Stepchild Entitled To 60% Of SSNIT Contributions If Proven Biological – NPRA Reveals

The Assistant Manager for Corporate Affairs at the National Pensions Regulatory Authority (NPRA) in the Western Region, Mr. Seth Sackey, has disclosed that a stepchild not listed as a SSNIT beneficiary could still be entitled to 60% of a deceased contributor’s benefits—if proven to be the biological child of the deceased.
“I want to advise all women: if your husband has a child outside the marriage, encourage him to add the child to his SSNIT beneficiary list and assign a percentage. If the man passes away and the child later appears and is confirmed to be his biological child, SSNIT will allocate 60% of the benefits to that child,” Mr. Sackey explained.

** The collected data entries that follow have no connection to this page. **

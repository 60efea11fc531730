//! Submission dialogue
//!
//! - [`types`]: leagues, genres, stages, inputs and replies
//! - [`machine`]: the `(stage, input) -> step` table
//! - [`store`]: per-user sessions with expiry
//! - [`engine`]: runs the table against the store, validator and recorder

pub mod engine;
pub mod machine;
pub mod store;
pub mod types;

pub use engine::Conversation;
pub use machine::{transition, Step};
pub use store::SessionStore;
pub use types::{Entry, Genre, Input, League, Reply, Session, Stage, Submitter};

He noted that this policy is in line with SSNIT’s core objective of safeguarding the welfare of all biological children of contributors. “We aim to ensure that the child’s education, healthcare, shelter, and overall well-being are protected.”
Mr. Sackey also highlighted the importance of using correct and official names for SSNIT records. “Some of you use names that do not match those on the Ghana Card, or you list relatives under unofficial names. This leads to delays in accessing benefits. Always ensure that the names on SSNIT documents match official identification.”
Speaking at the same event, NPRA Zonal Manager Mr. Herbert Hans urged the public to take pension planning seriously and not rely solely on their children for financial support in old age.
“The era when children could automatically support their aged parents is gradually fading. Today’s children have many responsibilities and life goals. Parents must take personal responsibility for their retirement,” he said. “Pensions are key to avoiding old-age poverty and dependency.”
Mr. Hans encouraged Ghanaians to regularly update their pension records and called on the media to support public education efforts, especially around the Tier 3 pension scheme.
These remarks were made during an NPRA outreach program held on Thursday, May 22, 2025, in Asankragwa, the capital of Wassa Amenfi West. The program was organized to educate informal sector workers on the benefits and procedures of the Tier 3 pension scheme.
The event recorded a high turnout, attracting participants from diverse trades such as hairdressing, fashion design, mechanics, plumbing, electrical work, masonry, and trading.
Licensed trustees were present to assist and register interested individuals after the session.
As part of its compliance and monitoring responsibilities, the NPRA also visited several formal sector organizations to deliver letters requesting evidence of pension contribution payments for employees. This initiative is in accordance with Section 27 of the National Pensions Act, 2008 (Act 766), which authorizes the Authority to conduct inspections to ensure compliance with pension regulations.